DATA FOR THIS EXERCISE:
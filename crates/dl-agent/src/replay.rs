//! Replay transport: plays a capture file back as notifications.
//!
//! Each non-empty line of the capture is one payload. The file is exposed
//! as a single device with one `fff0` service and one notifying `fff1`
//! channel. When the last payload has been delivered the link is reported
//! lost, which ends the session the same way an unplugged adapter would.

use std::path::Path;
use std::sync::{Arc, Mutex, MutexGuard, PoisonError};
use std::time::Duration;

use async_trait::async_trait;
use tokio::task::JoinHandle;

use dl_session::{
    ChannelHandle, ChannelProperties, DeviceCriteria, DeviceHandle, LinkHandle, LinkLostCallback,
    LinkLostSlot, NotifyCallback, ServiceHandle, Transport, TransportError, TransportResult,
};

const REPLAY_DEVICE_ID: &str = "replay";
const REPLAY_SERVICE: &str = "fff0";
const REPLAY_CHANNEL: &str = "fff1";

#[derive(Default)]
struct ReplayState {
    connected: bool,
    task: Option<JoinHandle<()>>,
    link_lost: LinkLostSlot,
}

/// Transport that replays recorded payloads at a fixed interval.
pub struct ReplayTransport {
    name: String,
    payloads: Arc<Vec<Vec<u8>>>,
    interval: Duration,
    state: Arc<Mutex<ReplayState>>,
}

impl ReplayTransport {
    /// Load a capture file.
    pub fn from_file(path: impl AsRef<Path>, interval: Duration) -> std::io::Result<Self> {
        let path = path.as_ref();
        let raw = std::fs::read(path)?;
        let name = path
            .file_name()
            .map(|n| n.to_string_lossy().into_owned())
            .unwrap_or_else(|| path.display().to_string());
        Ok(Self::from_bytes(name, &raw, interval))
    }

    /// Build from in-memory capture contents.
    pub fn from_bytes(name: impl Into<String>, raw: &[u8], interval: Duration) -> Self {
        let payloads = raw
            .split(|b| *b == b'\n')
            .map(|line| line.strip_suffix(b"\r").unwrap_or(line))
            .filter(|line| !line.is_empty())
            .map(<[u8]>::to_vec)
            .collect();
        Self {
            name: name.into(),
            payloads: Arc::new(payloads),
            interval,
            state: Arc::new(Mutex::new(ReplayState::default())),
        }
    }

    pub fn payload_count(&self) -> usize {
        self.payloads.len()
    }

    fn lock(&self) -> MutexGuard<'_, ReplayState> {
        lock_state(&self.state)
    }
}

fn lock_state(state: &Mutex<ReplayState>) -> MutexGuard<'_, ReplayState> {
    state.lock().unwrap_or_else(PoisonError::into_inner)
}

#[async_trait]
impl Transport for ReplayTransport {
    async fn request_device(&self, criteria: &DeviceCriteria) -> TransportResult<DeviceHandle> {
        let name = format!("Replay: {}", self.name);
        if !criteria.matches_name(Some(&name)) {
            return Err(TransportError::Cancelled);
        }
        Ok(DeviceHandle {
            id: REPLAY_DEVICE_ID.to_string(),
            name: Some(name),
            gatt: true,
        })
    }

    async fn connect(&self, device: &DeviceHandle) -> TransportResult<LinkHandle> {
        let mut state = self.lock();
        if state.connected {
            return Err(TransportError::ConnectionRefused("replay already connected".into()));
        }
        state.connected = true;
        state.link_lost.reset();
        Ok(LinkHandle {
            device_id: device.id.clone(),
        })
    }

    async fn services(&self, _link: &LinkHandle) -> TransportResult<Vec<ServiceHandle>> {
        Ok(vec![ServiceHandle {
            device_id: REPLAY_DEVICE_ID.to_string(),
            uuid: REPLAY_SERVICE.to_string(),
        }])
    }

    async fn sub_channels(&self, service: &ServiceHandle) -> TransportResult<Vec<ChannelHandle>> {
        if service.uuid != REPLAY_SERVICE {
            return Err(TransportError::Discovery(format!("unknown service {}", service.uuid)));
        }
        Ok(vec![ChannelHandle {
            device_id: REPLAY_DEVICE_ID.to_string(),
            service_uuid: REPLAY_SERVICE.to_string(),
            uuid: REPLAY_CHANNEL.to_string(),
            properties: ChannelProperties::notifying(),
        }])
    }

    async fn subscribe(
        &self,
        channel: &ChannelHandle,
        on_data: NotifyCallback,
    ) -> TransportResult<()> {
        if channel.uuid != REPLAY_CHANNEL {
            return Err(TransportError::Subscribe(format!("unknown channel {}", channel.uuid)));
        }
        let mut state = self.lock();
        if !state.connected {
            return Err(TransportError::NotConnected);
        }
        if state.task.is_some() {
            return Err(TransportError::Subscribe("already subscribed".into()));
        }

        let payloads = self.payloads.clone();
        let interval = self.interval;
        let shared = self.state.clone();
        state.task = Some(tokio::spawn(async move {
            for payload in payloads.iter() {
                tokio::time::sleep(interval).await;
                on_data(payload);
            }
            tracing::info!(payloads = payloads.len(), "replay finished");
            let callback = {
                let mut state = lock_state(&shared);
                state.connected = false;
                state.task = None;
                state.link_lost.signal()
            };
            if let Some(callback) = callback {
                callback();
            }
        }));
        Ok(())
    }

    async fn disconnect(&self, _link: &LinkHandle) -> TransportResult<()> {
        let mut state = self.lock();
        state.connected = false;
        state.link_lost.reset();
        if let Some(task) = state.task.take() {
            task.abort();
        }
        Ok(())
    }

    fn on_link_lost(&self, _link: &LinkHandle, callback: LinkLostCallback) {
        let early = self.lock().link_lost.register(callback);
        if let Some(callback) = early {
            callback();
        }
    }
}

PROBLEM DESCRIPTION: When a line in the listing includes the word "interval", report that line in full.

TASK RESPONSE:
/// Transport that replays recorded payloads at a fixed interval.
    interval: Duration,
    pub fn from_file(path: impl AsRef<Path>, interval: Duration) -> std::io::Result<Self> {
        Ok(Self::from_bytes(name, &raw, interval))
    pub fn from_bytes(name: impl Into<String>, raw: &[u8], interval: Duration) -> Self {
            interval,
        let interval = self.interval;
                tokio::time::sleep(interval).await;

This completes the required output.